WARNING: Mild spoilers for The Lion King 2019.
The way in which Rafiki (John Kani) learns of Simba’s (Donald Glover) survival is better in the remake of The Lion King than in the 1994 animated classic. The Lion King is widely regarded as one of Disney’s best animated movies, if not one of the greatest of all time. As such, director Jon Favreau’s hyper-realistic remake has been a controversial prospect for many moviegoers, who have hoped that it justifies its existence by offering something new, whilst simultaneously respecting the original, powerful tale. Favreau largely recreates the classic film’s story and songs frame-by-frame, but he still manages to update various elements. One of his most significant changes centers upon the simian shaman’s growing connection with Simba – and it is a big success.
Indeed, in the original Lion King, Timon (Nathan Lane) and Pumbaa (Ernie Sabella) hurt the young lion’s (Matthew Broderick) feelings by tactlessly ridiculing his father’s (James Earl Jones) theory about stars. Dejected, Simba flops down upon a clump of flowers, which creates a cloud of dust and seeds (that, allegedly, spelled out the word "sex"). Carried by the wind, these spores travel back to the Pride Lands where they are intercepted by Rafiki (Robert Guillaume) who determines that the true king lives on via mystical means. Filled with hope once again, Rafiki sets off to convince the conflicted noble to retake his homeland.
Favreau’s remake of The Lion King may largely begin and end in the same way for Rafiki and Simba, but the circumstances of their eventual meeting change considerably. Instead of flower petals traversing the desert, it is a loose clump of Simba’s mane that takes flight. Yet here, it does not soar directly to Rafiki’s fist. The 2019 movie contains an extended sequence where the fur passes through a series of new owners; a bird uses the hair to construct his nest, before his mate discards it. Caught in the branches of the tree, Simba’s down is eaten and digested by a giraffe, whereby a dung beetle unwittingly maneuvers it through the desert. Later, the fibers come loose and are found by wood ants that carry the clump past an intrigued Rafiki, who soon recognizes its owner’s scent.

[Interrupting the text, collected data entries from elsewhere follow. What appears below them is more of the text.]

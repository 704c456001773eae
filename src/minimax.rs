//! Depth-bounded minimax search with optional alpha-beta pruning
//!
//! Side A maximizes and side B minimizes the static evaluation. Among equally
//! valued successors the first in `legal_moves()` order is chosen, with or
//! without pruning: the root only replaces its best move on a strictly better
//! value, and a pruned subtree can only report a bound at or below (above for
//! B) the value already held.

use std::collections::HashMap;
use std::time::Instant;

use log::debug;

use crate::{
    board::Side,
    config::MinimaxConfig,
    game_state::{GameState, Heuristic},
    stats::SearchStatistics,
    GameError, Result,
};

const ENGINE: &str = "minimax";

/// Result of a minimax search
#[derive(Debug, Clone)]
pub struct MinimaxDecision<S> {
    /// The chosen successor state
    pub state: S,
    /// Minimax value of the chosen successor, from A's perspective
    pub value: f64,
    /// Counters gathered during the search
    pub statistics: SearchStatistics,
}

/// The minimax engine
#[derive(Debug, Clone, Default)]
pub struct Minimax {
    config: MinimaxConfig,
}

impl Minimax {
    /// Creates an engine with the given configuration
    pub fn new(config: MinimaxConfig) -> Self {
        Minimax { config }
    }

    /// Returns the engine configuration
    pub fn config(&self) -> &MinimaxConfig {
        &self.config
    }

    /// Chooses the best successor of `state`.
    ///
    /// Fails with [`GameError::TerminalState`] if `state` has no legal moves.
    pub fn choose_move<S: GameState>(&self, state: &S) -> Result<S> {
        self.search(state).map(|decision| decision.state)
    }

    /// Searches `state` and returns the decision with its value and statistics
    pub fn search<S: GameState>(&self, state: &S) -> Result<MinimaxDecision<S>> {
        let start = Instant::now();
        let mut children = state.legal_moves();
        if children.is_empty() {
            return Err(GameError::TerminalState {
                engine: ENGINE.to_string(),
                key: state.key(),
            });
        }

        let child_depth = self.config.depth.saturating_sub(1);
        let maximizing = state.to_move() == Side::A;
        let (values, mut statistics) = self.root_values(&children, child_depth, maximizing);

        let mut best_index = 0;
        for (i, &value) in values.iter().enumerate().skip(1) {
            if improves(maximizing, value, values[best_index]) {
                best_index = i;
            }
        }

        statistics.total_time = start.elapsed();
        statistics.max_depth = self.config.depth;

        let value = values[best_index];
        let chosen = children.swap_remove(best_index);

        debug!(
            "minimax chose {:?} with value {:.3} (depth {}, {} nodes, {} cutoffs)",
            chosen.previous_move(),
            value,
            self.config.depth,
            statistics.nodes_evaluated,
            statistics.cutoffs
        );

        Ok(MinimaxDecision {
            state: chosen,
            value,
            statistics,
        })
    }

    /// Minimax value of `state` searched to `depth` plies
    pub fn evaluate<S: GameState>(&self, state: &S, depth: usize) -> f64 {
        let mut search = Search::new(&self.config);
        search.value(state, depth, f64::NEG_INFINITY, f64::INFINITY)
    }

    /// Values of the root's children. Sequential search narrows the window
    /// with each child, which may leave non-improving children as bounds.
    #[cfg(not(feature = "parallel"))]
    fn root_values<S: GameState>(
        &self,
        children: &[S],
        depth: usize,
        maximizing: bool,
    ) -> (Vec<f64>, SearchStatistics) {
        let mut search = Search::new(&self.config);
        let mut values = Vec::with_capacity(children.len());
        let mut alpha = f64::NEG_INFINITY;
        let mut beta = f64::INFINITY;

        for child in children {
            let value = search.value(child, depth, alpha, beta);
            if self.config.pruning {
                if maximizing {
                    alpha = alpha.max(value);
                } else {
                    beta = beta.min(value);
                }
            }
            values.push(value);
        }

        (values, search.statistics)
    }

    /// Values of the root's children, each searched with a full window on
    /// the rayon pool
    #[cfg(feature = "parallel")]
    fn root_values<S: GameState>(
        &self,
        children: &[S],
        depth: usize,
        _maximizing: bool,
    ) -> (Vec<f64>, SearchStatistics) {
        use rayon::prelude::*;

        let results: Vec<(f64, SearchStatistics)> = children
            .par_iter()
            .map(|child| {
                let mut search = Search::new(&self.config);
                let value = search.value(child, depth, f64::NEG_INFINITY, f64::INFINITY);
                (value, search.statistics)
            })
            .collect();

        let mut statistics = SearchStatistics::new();
        let values = results
            .into_iter()
            .map(|(value, worker)| {
                statistics.merge(&worker);
                value
            })
            .collect();
        (values, statistics)
    }
}

/// True if `candidate` is strictly better than `best` for the side to move
fn improves(maximizing: bool, candidate: f64, best: f64) -> bool {
    if maximizing {
        candidate > best
    } else {
        candidate < best
    }
}

/// State of one recursive search
struct Search {
    heuristic: Heuristic,
    pruning: bool,
    cache: Option<HashMap<(String, usize), f64>>,
    statistics: SearchStatistics,
}

impl Search {
    fn new(config: &MinimaxConfig) -> Self {
        Search {
            heuristic: config.heuristic,
            pruning: config.pruning,
            cache: config.transpositions.then(HashMap::new),
            statistics: SearchStatistics::new(),
        }
    }

    /// Fail-soft alpha-beta. With pruning disabled the window is ignored and
    /// every value is exact.
    fn value<S: GameState>(&mut self, state: &S, depth: usize, alpha: f64, beta: f64) -> f64 {
        self.statistics.nodes_evaluated += 1;

        if depth == 0 {
            return state.evaluate_position(self.heuristic);
        }
        let children = state.legal_moves();
        if children.is_empty() {
            return state.evaluate_position(self.heuristic);
        }

        let cache_key = self.cache.as_ref().map(|_| (state.key(), depth));
        if let (Some(cache), Some(key)) = (&self.cache, &cache_key) {
            if let Some(&value) = cache.get(key) {
                self.statistics.cache_hits += 1;
                return value;
            }
        }

        let maximizing = state.to_move() == Side::A;
        let (mut alpha, mut beta) = (alpha, beta);
        let (alpha_in, beta_in) = (alpha, beta);
        let mut best = if maximizing {
            f64::NEG_INFINITY
        } else {
            f64::INFINITY
        };

        for child in &children {
            let value = self.value(child, depth - 1, alpha, beta);
            if improves(maximizing, value, best) {
                best = value;
            }
            if self.pruning {
                if maximizing {
                    alpha = alpha.max(best);
                } else {
                    beta = beta.min(best);
                }
                if alpha >= beta {
                    self.statistics.cutoffs += 1;
                    break;
                }
            }
        }

        // Only values strictly inside the incoming window are exact
        let exact = !self.pruning || (best > alpha_in && best < beta_in);
        if let (Some(cache), Some(key), true) = (&mut self.cache, cache_key, exact) {
            cache.insert(key, best);
        }

        best
    }
}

These new scenes are not just successful because they showcase the film’s stunning animation – or because they’re more realistic, and therefore complementary to the remake’s aesthetic. Indeed, some fans will dislike how the new The Lion King downplays Rafiki’s mysticism through this sequence. Yet in doing so, Favreau actually reinforces the story’s larger themes in a simple but effective way.

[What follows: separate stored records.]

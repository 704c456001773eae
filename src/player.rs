//! Players: anything that picks the next state of a game
//!
//! Automated players wrap one of the engines; [`HumanPlayer`] defers to an
//! external [`MoveSource`] and validates what it supplies.

use log::{debug, warn};
use rand::seq::SliceRandom;
use rand::{Rng, RngCore};
use rand_chacha::ChaCha8Rng;

use crate::{
    config::{MCTSConfig, MinimaxConfig},
    game_state::GameState,
    mcts::MCTS,
    minimax::Minimax,
    utils, GameError, Result,
};

/// Trait for move selection
pub trait Player<S: GameState> {
    /// Name used in diagnostics
    fn name(&self) -> &str;

    /// Returns the chosen successor of `state`.
    ///
    /// Fails with [`GameError::TerminalState`] if the game is over.
    fn choose_move(&mut self, state: &S) -> Result<S>;

    /// Probability-weighted choice over the successors of `state`.
    ///
    /// The default puts all weight on [`choose_move`](Player::choose_move).
    fn move_distribution(&mut self, state: &S) -> Result<Vec<(S, f64)>> {
        let chosen = self.choose_move(state)?;
        Ok(state
            .legal_moves()
            .into_iter()
            .map(|next| {
                let weight = if next == chosen { 1.0 } else { 0.0 };
                (next, weight)
            })
            .collect())
    }
}

/// Picks uniformly among the legal moves
pub struct RandomPlayer<R: Rng = ChaCha8Rng> {
    rng: R,
}

impl RandomPlayer<ChaCha8Rng> {
    /// Random player with a reproducible stream
    pub fn seeded(seed: u64) -> Self {
        RandomPlayer {
            rng: utils::seeded_rng(Some(seed)),
        }
    }
}

impl<R: Rng> RandomPlayer<R> {
    /// Random player drawing from `rng`
    pub fn new(rng: R) -> Self {
        RandomPlayer { rng }
    }
}

impl<S: GameState, R: Rng> Player<S> for RandomPlayer<R> {
    fn name(&self) -> &str {
        "random"
    }

    fn choose_move(&mut self, state: &S) -> Result<S> {
        state
            .legal_moves()
            .choose(&mut self.rng)
            .cloned()
            .ok_or_else(|| GameError::TerminalState {
                engine: "random".to_string(),
                key: state.key(),
            })
    }

    fn move_distribution(&mut self, state: &S) -> Result<Vec<(S, f64)>> {
        let successors = state.legal_moves();
        if successors.is_empty() {
            return Err(GameError::TerminalState {
                engine: "random".to_string(),
                key: state.key(),
            });
        }
        let weight = 1.0 / successors.len() as f64;
        Ok(successors.into_iter().map(|next| (next, weight)).collect())
    }
}

/// Plays the minimax-optimal move at a fixed depth
#[derive(Debug, Clone, Default)]
pub struct MinimaxPlayer {
    engine: Minimax,
}

impl MinimaxPlayer {
    /// Creates a minimax player
    pub fn new(config: MinimaxConfig) -> Self {
        MinimaxPlayer {
            engine: Minimax::new(config),
        }
    }
}

impl<S: GameState> Player<S> for MinimaxPlayer {
    fn name(&self) -> &str {
        "minimax"
    }

    fn choose_move(&mut self, state: &S) -> Result<S> {
        self.engine.choose_move(state)
    }
}

/// Runs a fresh Monte Carlo tree search for every move
pub struct MCTSPlayer<R: RngCore = ChaCha8Rng> {
    config: MCTSConfig,
    rng: R,
}

impl MCTSPlayer<ChaCha8Rng> {
    /// Creates an MCTS player seeded from `config.seed`
    pub fn new(config: MCTSConfig) -> Self {
        let rng = utils::seeded_rng(config.seed);
        MCTSPlayer { config, rng }
    }
}

impl<R: RngCore> MCTSPlayer<R> {
    /// Creates an MCTS player drawing randomness from `rng`
    pub fn with_rng(config: MCTSConfig, rng: R) -> Self {
        MCTSPlayer { config, rng }
    }
}

impl<S: GameState + 'static, R: RngCore> Player<S> for MCTSPlayer<R> {
    fn name(&self) -> &str {
        "mcts"
    }

    fn choose_move(&mut self, state: &S) -> Result<S> {
        let mut mcts = MCTS::with_rng(state.clone(), self.config.clone(), &mut self.rng);
        mcts.search()
    }

    fn move_distribution(&mut self, state: &S) -> Result<Vec<(S, f64)>> {
        let mut mcts = MCTS::with_rng(state.clone(), self.config.clone(), &mut self.rng);
        mcts.search()?;
        Ok(mcts.move_distribution())
    }
}

/// External supplier of human moves
pub trait MoveSource<S: GameState> {
    /// Returns the move to play, or `None` when the session is closed
    fn request_move(&mut self, state: &S, legal: &[S]) -> Option<S::Move>;

    /// Called when a supplied move was rejected; the move is then requested again
    fn report_illegal(&mut self, _mv: &S::Move, _error: &GameError) {}
}

impl<S, F> MoveSource<S> for F
where
    S: GameState,
    F: FnMut(&S, &[S]) -> Option<S::Move>,
{
    fn request_move(&mut self, state: &S, legal: &[S]) -> Option<S::Move> {
        self(state, legal)
    }
}

/// A player whose moves come from a [`MoveSource`]
pub struct HumanPlayer<I> {
    name: String,
    source: I,
}

impl<I> HumanPlayer<I> {
    /// Creates a human player reading moves from `source`
    pub fn new(name: impl Into<String>, source: I) -> Self {
        HumanPlayer {
            name: name.into(),
            source,
        }
    }

    /// The underlying move source
    pub fn source(&self) -> &I {
        &self.source
    }
}

impl<S: GameState, I: MoveSource<S>> Player<S> for HumanPlayer<I> {
    fn name(&self) -> &str {
        &self.name
    }

    fn choose_move(&mut self, state: &S) -> Result<S> {
        let legal = state.legal_moves();
        if legal.is_empty() {
            return Err(GameError::TerminalState {
                engine: self.name.clone(),
                key: state.key(),
            });
        }

        loop {
            let mv = self
                .source
                .request_move(state, &legal)
                .ok_or_else(|| GameError::Cancelled {
                    engine: self.name.clone(),
                })?;

            let mut next = state.clone();
            match next.make_move(&mv) {
                Ok(()) => {
                    debug!("{} played {:?}", self.name, mv);
                    return Ok(next);
                }
                Err(error) => {
                    warn!("{} submitted an illegal move: {}", self.name, error);
                    self.source.report_illegal(&mv, &error);
                }
            }
        }
    }
}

Both versions of The Lion King follow Simba as he wrangles with his destiny as King of the Pride Lands. However, even at his saddest point in exile, fate is working to put Simba back on the throne by alerting the one animal who can guide him back. But Favreau’s The Lion King really underscores the strength of Simba’s connection to Pride Rock by having numerous instances that could have inadvertently halted the sign to Rafiki that the prince is still alive. The odds of the hair making it all that way are surely astronomical, and that's the point.
Furthermore, the fact that Simba’s fur is eaten and utilized by creatures great and small keys into the film’s most crucial message. Earlier in The Lion King, Mufasa takes great pains to educate Simba about the natural order, and how he must respect and prioritize other creatures over his own whims when he is king. Though Simba initially wishes to change things up, he soon realizes how mistaken he is – especially after the barren wasteland of Scar’s (Chiwetel Ejiofor) reign exemplifies the results of selfishness and indifference to others. As such, the added relay of Simba’s mane cleverly denotes the power of intended (and unintended) actions, and literally displays the interlinked Circle of Life in action. Indeed, Simba (or part of him) is both master and subject in this journey, whether he likes it or not.

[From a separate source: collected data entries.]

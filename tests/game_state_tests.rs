use boardplay::{
    Board, Cell, ConnectFour, GameError, GameState, Heuristic, Outcome, Side, TicTacToe,
};
use rand::seq::SliceRandom;
use rand::SeedableRng;
use rand_chacha::ChaCha8Rng;

/// Every state visited by a random game from `start`, including `start`
fn random_game<S: GameState>(start: S, rng: &mut ChaCha8Rng) -> Vec<S> {
    let mut states = vec![start];
    loop {
        let successors = states[states.len() - 1].legal_moves();
        match successors.choose(rng) {
            Some(next) => states.push(next.clone()),
            None => return states,
        }
    }
}

/// Asserts that `child` is `parent` plus exactly one piece of the mover
fn assert_single_placement<S: GameState>(parent: &S, child: &S) {
    let changed: Vec<(usize, Cell, Cell)> = parent
        .board()
        .cells()
        .iter()
        .zip(child.board().cells())
        .enumerate()
        .filter(|(_, (before, after))| before != after)
        .map(|(i, (&before, &after))| (i, before, after))
        .collect();

    assert_eq!(changed.len(), 1, "exactly one cell should change");
    let (_, before, after) = changed[0];
    assert_eq!(before, Cell::Empty);
    assert_eq!(after, parent.to_move().cell());
    assert_eq!(child.to_move(), parent.to_move().opponent());
    assert!(child.previous_move().is_some());
}

fn check_contract<S: GameState>(start: S, games: u64) {
    for seed in 0..games {
        let mut rng = ChaCha8Rng::seed_from_u64(seed);
        for state in random_game(start.clone(), &mut rng) {
            let successors = state.legal_moves();

            assert_eq!(successors.is_empty(), state.is_terminal());
            assert_eq!(
                state.winner() == Outcome::Undetermined,
                !successors.is_empty(),
                "undetermined iff moves remain in {}",
                state.key()
            );

            for (mv, child) in state.available_moves().iter().zip(&successors) {
                assert_single_placement(&state, child);
                assert_eq!(child.previous_move().as_ref(), Some(mv));
            }
        }
    }
}

#[test]
fn test_tictactoe_successors_place_one_piece() {
    check_contract(TicTacToe::new(), 50);
}

#[test]
fn test_connect_four_successors_place_one_piece() {
    check_contract(ConnectFour::new(), 20);
}

#[test]
fn test_larger_tictactoe_obeys_contract() {
    check_contract(TicTacToe::with_size(4, 5, 4).unwrap(), 10);
}

#[test]
fn test_initial_tictactoe_state() {
    let state = TicTacToe::new();
    assert_eq!(state.to_move(), Side::A);
    assert_eq!(state.previous_move(), None);
    assert_eq!(state.winner(), Outcome::Undetermined);
    assert_eq!(state.legal_moves().len(), 9);
    assert_eq!(state.board().rows(), 3);
    assert_eq!(state.board().cols(), 3);
    assert_eq!(state.key(), "ttt:3:X:.../.../...");
}

#[test]
fn test_copy_is_independent() {
    let mut rng = ChaCha8Rng::seed_from_u64(3);
    let states = random_game(TicTacToe::new(), &mut rng);
    let original = states[2].clone();

    let mut copy = original.clone();
    assert_eq!(copy, original);

    let mv = copy.available_moves()[0];
    copy.make_move(&mv).unwrap();

    assert_ne!(copy, original);
    assert_eq!(original, states[2]);
    assert_eq!(original.board().count(Cell::Empty), 7);
}

#[test]
fn test_checked_move_rejects_occupied_cell() {
    let mut state = TicTacToe::new();
    state.make_move(&4).unwrap();
    let before = state.clone();

    let error = state.make_move(&4).unwrap_err();
    assert!(matches!(error, GameError::IllegalMove { .. }));
    assert_eq!(state, before, "a rejected move leaves the state unchanged");

    assert!(state.make_move(&9).is_err(), "off-board moves are illegal");
}

#[test]
fn test_no_moves_after_a_win() {
    // X completed the top row; the board still has empty cells
    let state = TicTacToe::from_key("ttt:3:O:XXX/OO./...").unwrap();
    assert_eq!(state.winner(), Outcome::AWins);
    assert!(state.legal_moves().is_empty());
    assert!(!state.is_legal(&8));
}

#[test]
fn test_tictactoe_win_lines() {
    let column = TicTacToe::from_key("ttt:3:X:OX./OX./O.X").unwrap();
    assert_eq!(column.winner(), Outcome::BWins);

    let diagonal = TicTacToe::from_key("ttt:3:O:XO./.XO/..X").unwrap();
    assert_eq!(diagonal.winner(), Outcome::AWins);

    let draw = TicTacToe::from_key("ttt:3:O:XOX/XOO/OXX").unwrap();
    assert_eq!(draw.winner(), Outcome::Draw);
    assert!(draw.legal_moves().is_empty());
}

#[test]
fn test_evaluation_sign_convention() {
    let a_wins = TicTacToe::from_key("ttt:3:O:XXX/OO./...").unwrap();
    let b_wins = TicTacToe::from_key("ttt:3:X:OX./OX./O.X").unwrap();
    let open = TicTacToe::from_key("ttt:3:O:.../.X./...").unwrap();

    for heuristic in [Heuristic::Outcome, Heuristic::OpenLines] {
        assert_eq!(a_wins.evaluate_position(heuristic), 1.0);
        assert_eq!(b_wins.evaluate_position(heuristic), -1.0);
    }
    assert_eq!(open.evaluate_position(Heuristic::Outcome), 0.0);

    let score = open.evaluate_position(Heuristic::OpenLines);
    assert!(score > 0.0 && score < 1.0);
    assert_eq!(score, open.evaluate_position(Heuristic::OpenLines));
}

#[test]
fn test_key_round_trip() {
    for seed in 0..20 {
        let mut rng = ChaCha8Rng::seed_from_u64(seed);
        for state in random_game(TicTacToe::new(), &mut rng) {
            assert_eq!(TicTacToe::from_key(&state.key()).unwrap(), state);
        }
        let mut rng = ChaCha8Rng::seed_from_u64(seed);
        for state in random_game(ConnectFour::new(), &mut rng) {
            assert_eq!(ConnectFour::from_key(&state.key()).unwrap(), state);
        }
    }
}

#[test]
fn test_malformed_states_are_rejected() {
    // Unknown symbol
    assert!(matches!(
        TicTacToe::from_key("ttt:3:X:X?./.../..."),
        Err(GameError::MalformedState(_))
    ));
    // Turn flag contradicts piece counts
    assert!(matches!(
        TicTacToe::from_key("ttt:3:X:X../.../..."),
        Err(GameError::MalformedState(_))
    ));
    // Too many pieces for one side
    assert!(TicTacToe::from_key("ttt:3:O:XX./.../...").is_err());
    // Both sides completed a line
    assert!(TicTacToe::from_key("ttt:3:X:XXX/OOO/...").is_err());
    // O kept playing after X won, and the reverse
    assert!(matches!(
        TicTacToe::from_key("ttt:3:X:XXX/OO./O.."),
        Err(GameError::MalformedState(_))
    ));
    assert!(TicTacToe::from_key("ttt:3:O:OOO/XX./XX.").is_err());
    // Same rule under gravity: both players stacked four, X first
    assert!(matches!(
        ConnectFour::from_key("c4:4:X:......./......./XO...../XO...../XO...../XO....."),
        Err(GameError::MalformedState(_))
    ));
    // The position one move earlier is a legal win for X
    let won = ConnectFour::from_key("c4:4:O:......./......./X....../XO...../XO...../XO.....")
        .unwrap();
    assert_eq!(won.winner(), Outcome::AWins);
    // Piece floating above an empty cell
    assert!(matches!(
        ConnectFour::from_key("c4:3:O:X../.../..."),
        Err(GameError::MalformedState(_))
    ));
    // Wrong prefix
    assert!(ConnectFour::from_key("ttt:3:X:.../.../...").is_err());
}

#[test]
fn test_connect_four_pieces_fall() {
    let mut state = ConnectFour::new();
    state.make_move(&3).unwrap();
    state.make_move(&3).unwrap();

    assert_eq!(state.board().get(5, 3), Some(Cell::A));
    assert_eq!(state.board().get(4, 3), Some(Cell::B));
    assert_eq!(state.board().get(3, 3), Some(Cell::Empty));
}

#[test]
fn test_connect_four_full_column_is_illegal() {
    let mut state = ConnectFour::new();
    for _ in 0..6 {
        state.make_move(&0).unwrap();
    }
    assert!(!state.is_legal(&0));
    assert!(state.make_move(&0).is_err());
    assert_eq!(state.available_moves(), vec![1, 2, 3, 4, 5, 6]);
}

#[test]
fn test_connect_four_vertical_win() {
    let mut state = ConnectFour::new();
    for mv in [0, 1, 0, 1, 0, 1, 0] {
        state.make_move(&mv).unwrap();
    }
    assert_eq!(state.winner(), Outcome::AWins);
    assert!(state.legal_moves().is_empty());
}

#[test]
fn test_connect_four_diagonal_win() {
    let mut state = ConnectFour::new();
    // B builds support so A can climb the diagonal 0..3
    for mv in [0, 1, 1, 2, 2, 3, 2, 3, 3, 6, 3] {
        state.make_move(&mv).unwrap();
    }
    assert_eq!(state.winner(), Outcome::AWins);
}

#[test]
fn test_full_board_checks_alignment_before_draw() {
    let state = ConnectFour::from_key("c4:3:O:OXO/OOX/XXX").unwrap();
    assert!(state.board().is_full());
    assert_eq!(state.winner(), Outcome::AWins);

    let board = Board::parse_rows("OXO/XOX/XOX").unwrap();
    let drawn = ConnectFour::from_board(board, 3, Side::B).unwrap();
    assert_eq!(drawn.winner(), Outcome::Draw);
}

#[test]
fn test_rendering_uses_canonical_symbols() {
    let state = TicTacToe::from_key("ttt:3:X:XO./.../...").unwrap();
    let text = state.to_string();
    assert!(text.contains("0 X O ."));
    assert!(text.contains("X to move"));
    assert_eq!(Cell::Empty.symbol(), '.');
    assert_eq!(Side::A.symbol(), 'X');
    assert_eq!(Side::B.symbol(), 'O');
}

#[test]
fn test_vector_representation() {
    let state = TicTacToe::from_key("ttt:3:X:XO./.../...").unwrap();
    let vector = state.board().vector_representation();
    assert_eq!(vector.len(), 9);
    assert_eq!(&vector[..3], &[1.0, -1.0, 0.0]);
}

A common criticism of Disney’s live-action remakes is that changes and embellishments often deviate and harm their original plots, such as the addition of Prince Anders (Billy Magnussen) in Aladdin and Belle’s (Emma Watson) visit to Paris in Beauty and the Beast. Mufasa’s amended death - and the inclusion of Timon’s (Billy Eichner) meta movie reference - are similarly debatable alterations. However, Jon Favreau’s new sequence for Simba and Rafiki successfully enhances The Lion King’s central subtext and bolsters an already stellar story.